GEICO: On the Hook For Legal Malpractice || By Dale Swope
July 8, 2015
For what appears to be the first time in Florida, an insurance company was held liable for the legal malpractice of its in-house defense attorneys.
The case arose out of a routine auto accident caused by a newly-licensed teenager with a $10,000 policy. GEICO offered only $5,000 in response to an express policy limits offer accompanied by all the medical records – except the one record recommending surgery.
GEICO’s in-house lawyers defended the ensuing litigation. It took them over fourteen months of litigation to discover that surgical recommendation, which predated the lawsuit, and by then plaintiff was no longer willing to accept the limits. The verdict came back in the high six figures.
The bad faith case against GEICO got removed to federal court, of course, and GEICO’s defense was the predictable “he set us up” by withholding medical records. Ho-hum.
But, after fairly extensive forensic discovery, it became clear that the plaintiff’s law firm probably did have the surgical recommendation in its possession when the demand was served. The law firm also ignored the carrier’s requests for medicals for over a year, then served a 30-day demand dated more than 45 days before GEICO received it.
In fairness, the plaintiff’s firm had many people working on the case, and the demand writer was probably unaware of the requests for medical records, but it still looked worse than most “he set us up” defenses.
Then, as trial approached at the normal glacial pace of federal litigation, GEICO’s main adjuster locked it down in her depo by saying it was the defense attorney’s responsibility to get the record. And certainly, if she had only known of the recommendation earlier, she would have tendered immediately.

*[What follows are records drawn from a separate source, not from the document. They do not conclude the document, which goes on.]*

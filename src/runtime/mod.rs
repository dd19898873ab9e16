// 运行时：终态检测、外部协作方与事件分发会话

mod completion;
mod hooks;
mod session;
mod types;

pub use completion::{detect_completion, CompletionCheck, CompletionDetector};
pub use hooks::{CompletionHooks, NoopHooks};
pub use session::TelemetrySession;
pub use types::{IngestReport, RunId, TelemetrySnapshot, TerminalOutcome};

Of course, the general rule is the insurer is not liable for malpractice of the attorneys they hire to defend insureds. See Aetna Cas. & Sur. Co. v. Protective Nat. Ins. Co. of Omaha, 631 So. 3d 305 (Fla. 3d DCA 1993). But here, the attorney she was tossing under the bus was sporting that gecko lapel pin they all like to wear.

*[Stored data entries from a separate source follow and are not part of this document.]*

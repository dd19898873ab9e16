use std::path::{Path, PathBuf};
use std::sync::Arc;

use clap::{Parser, Subcommand};
use flowpulse::{
    compute, parse_json_lines, CompletionHooks, DiagnosticsAnalyzer, ExecutionEvent, FileStore,
    KeyValueStore, MemoryStore, TelemetryConfig, TelemetrySession, TerminalOutcome,
};
use flowpulse::utils::LoggingConfig;
use tracing::{info, warn};

#[derive(Parser)]
#[command(name = "flowpulse", version, about = "Workflow execution telemetry", author)]
struct Cli {
    /// JSON 配置文件，缺省使用内置默认值
    #[arg(long, global = true)]
    config: Option<PathBuf>,
    #[command(subcommand)]
    command: Command,
}

#[derive(Subcommand)]
enum Command {
    /// 回放 JSON Lines 事件日志并输出全部视图
    Replay {
        file: PathBuf,
        #[arg(long, default_value = "local")]
        workflow_id: String,
        #[arg(long)]
        task_id: Option<String>,
        /// 节点成本持久化目录，缺省只保存在内存中
        #[arg(long)]
        state_dir: Option<PathBuf>,
        #[arg(long, default_value_t = false)]
        pretty: bool,
    },
    /// 输出按节点分组的诊断告警
    Diagnose { file: PathBuf },
    /// 输出聚合指标
    Metrics { file: PathBuf },
}

struct ReplayHooks;

impl CompletionHooks for ReplayHooks {
    fn on_complete(&self, outcome: &TerminalOutcome) {
        info!(outcome = ?outcome, "replayed run reached a terminal event");
    }
}

#[tokio::main]
async fn main() -> anyhow::Result<()> {
    LoggingConfig::init();

    let cli = Cli::parse();
    let config = load_config(cli.config.as_deref())?;
    match cli.command {
        Command::Replay {
            file,
            workflow_id,
            task_id,
            state_dir,
            pretty,
        } => handle_replay(config, file, workflow_id, task_id, state_dir, pretty).await?,
        Command::Diagnose { file } => handle_diagnose(config, file).await?,
        Command::Metrics { file } => handle_metrics(file).await?,
    }
    Ok(())
}

fn load_config(path: Option<&Path>) -> anyhow::Result<TelemetryConfig> {
    let config = match path {
        Some(path) => TelemetryConfig::from_path(path)?,
        None => TelemetryConfig::default(),
    };
    Ok(config.with_env_overrides()?)
}

async fn read_events(file: &Path) -> anyhow::Result<Vec<ExecutionEvent>> {
    let raw = tokio::fs::read_to_string(file).await?;
    Ok(parse_json_lines(&raw)?)
}

async fn handle_replay(
    config: TelemetryConfig,
    file: PathBuf,
    workflow_id: String,
    task_id: Option<String>,
    state_dir: Option<PathBuf>,
    pretty: bool,
) -> anyhow::Result<()> {
    let events = read_events(&file).await?;
    let total = events.len();
    let store: Arc<dyn KeyValueStore> = match state_dir {
        Some(dir) => Arc::new(FileStore::new(dir)),
        None => Arc::new(MemoryStore::new()),
    };

    let mut session = TelemetrySession::new(store)
        .with_config(config)
        .with_hooks(Arc::new(ReplayHooks));
    session.mount_workflow(workflow_id).await;
    session.start_run(task_id);
    session.consume(futures::stream::iter(events)).await;

    let consumed = session.events().len();
    if consumed < total {
        warn!(
            skipped = total - consumed,
            "events after the terminal event or re-delivered events were not applied"
        );
    }

    let snapshot = session.snapshot();
    let content = if pretty {
        serde_json::to_string_pretty(&snapshot)?
    } else {
        serde_json::to_string(&snapshot)?
    };
    println!("{content}");
    Ok(())
}

async fn handle_diagnose(config: TelemetryConfig, file: PathBuf) -> anyhow::Result<()> {
    let events = read_events(&file).await?;
    let warnings = DiagnosticsAnalyzer::new(config.diagnostics).analyze(&events);
    if warnings.is_empty() {
        println!("No warnings detected in `{}`", file.display());
        return Ok(());
    }

    println!("{:<24} {:<8} {:<22} {}", "Node", "Severity", "Type", "Message");
    for (node, items) in &warnings {
        for warning in items {
            println!(
                "{:<24} {:<8} {:<22} {}",
                node,
                render_json_str(&warning.severity),
                render_json_str(&warning.kind),
                warning.message
            );
        }
    }
    Ok(())
}

async fn handle_metrics(file: PathBuf) -> anyhow::Result<()> {
    let metrics = compute(&read_events(&file).await?);
    println!("{:<14} {}", "events", metrics.total_events);
    println!("{:<14} {}", "chain ends", metrics.chain_ends);
    println!("{:<14} {}", "tool calls", metrics.tool_calls);
    println!("{:<14} {}", "agent actions", metrics.agent_actions);
    println!("{:<14} {}", "llm calls", metrics.llm_calls);
    println!("{:<14} {}", "tokens", metrics.total_tokens);
    println!("{:<14} {}", "errors", metrics.errors);
    println!("{:<14} {}", "duration", metrics.duration);
    Ok(())
}

fn render_json_str<T: serde::Serialize>(value: &T) -> String {
    match serde_json::to_value(value) {
        Ok(serde_json::Value::String(text)) => text,
        _ => String::from("?"),
    }
}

That led to an amended complaint against GEICO requiring application of the relation back doctrine, since the legal mal statute of limitations had run. Kalmanowitz v. Amerada Hess Corp., 125 So. 3d 836, 840 (Fla. 4th DCA 2013). At trial, no standard of care expert was presented by the plaintiff because the processes the lawyer should have used to get the surgery recommendation, had he acted diligently, were so simple that even a – well you know.

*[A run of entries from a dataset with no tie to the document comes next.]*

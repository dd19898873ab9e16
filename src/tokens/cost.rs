use std::collections::BTreeMap;
use std::sync::Arc;

use serde::{Deserialize, Serialize};

/// 单个节点的 token 成本快照
///
/// 后端上报的是节点累计值而非增量，因此只做整体替换，不做累加。
#[derive(Clone, Debug, Default, PartialEq, Eq, Serialize, Deserialize)]
#[serde(rename_all = "camelCase", default)]
pub struct NodeTokenCost {
    pub prompt_tokens: u64,
    pub completion_tokens: u64,
    pub total_tokens: u64,
    pub cost_string: String,
}

impl NodeTokenCost {
    pub fn new(prompt_tokens: u64, completion_tokens: u64, cost_string: impl Into<String>) -> Self {
        Self {
            prompt_tokens,
            completion_tokens,
            total_tokens: prompt_tokens.saturating_add(completion_tokens),
            cost_string: cost_string.into(),
        }
    }
}

/// 以节点标签为键的成本表，序列化为普通 JSON 对象
pub type TokenCostMap = BTreeMap<String, NodeTokenCost>;

/// 共享成本表；未变化时返回同一个 `Arc`，便于宿主用指针比较跳过刷新
pub type SharedTokenCosts = Arc<TokenCostMap>;

#[cfg(test)]
mod tests {
    use super::*;
    use serde_json::json;

    #[test]
    fn uses_camel_case_wire_format() {
        let cost = NodeTokenCost::new(100, 50, "$0.01");
        let value = serde_json::to_value(&cost).unwrap();
        assert_eq!(
            value,
            json!({"promptTokens": 100, "completionTokens": 50, "totalTokens": 150, "costString": "$0.01"})
        );
    }

    #[test]
    fn total_saturates() {
        let cost = NodeTokenCost::new(u64::MAX, 10, "");
        assert_eq!(cost.total_tokens, u64::MAX);
    }

    #[test]
    fn missing_fields_default() {
        let cost: NodeTokenCost = serde_json::from_value(json!({"totalTokens": 42})).unwrap();
        assert_eq!(cost.total_tokens, 42);
        assert_eq!(cost.cost_string, "");
    }
}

The jury found that while there was no bad faith (which requires more than negligence), there was legal malpractice.
GEICO’s argument was that since it did not (and could not) interfere with the independent professional judgment of its in-house counsel, it was not exercising control over them sufficiently to establish the basis for respondeat superior. It relied on crane rental cases – yes, like construction projects – where cranes were rented to others with an operator, and a transfer of control over that borrowed employee, precluded imposing damages against the actual employer.
Other states have bit on this, but not Florida, and as the trial court succinctly put it: if GEICO wants to wade into the law firm business, they are going to have to take the good with the bad – the liability with the profitability. By affirming the trial court’s decision permitting the cause of action, the Eleventh Circuit has opened up a whole new window of insurer liability in cases where the adjuster’s conduct is “mere negligence.” See Hilson v. GEICO General Ins. Co., 2015 WL 1380094 (11th Cir. Mar. 27, 2015) (unpublished).
Competing With Law Firms Owned by Multi-National Conglomerates of Non-Lawyers.
The Hilson case opens up the larger question of whether it is appropriate for insurance companies to sell legal services to the public. As a general rule, corporations other than professional associations owned entirely by attorneys are not permitted to practice law for profit. That is codified in Rule 4-5.4(e) of the Rules of Professional Conduct.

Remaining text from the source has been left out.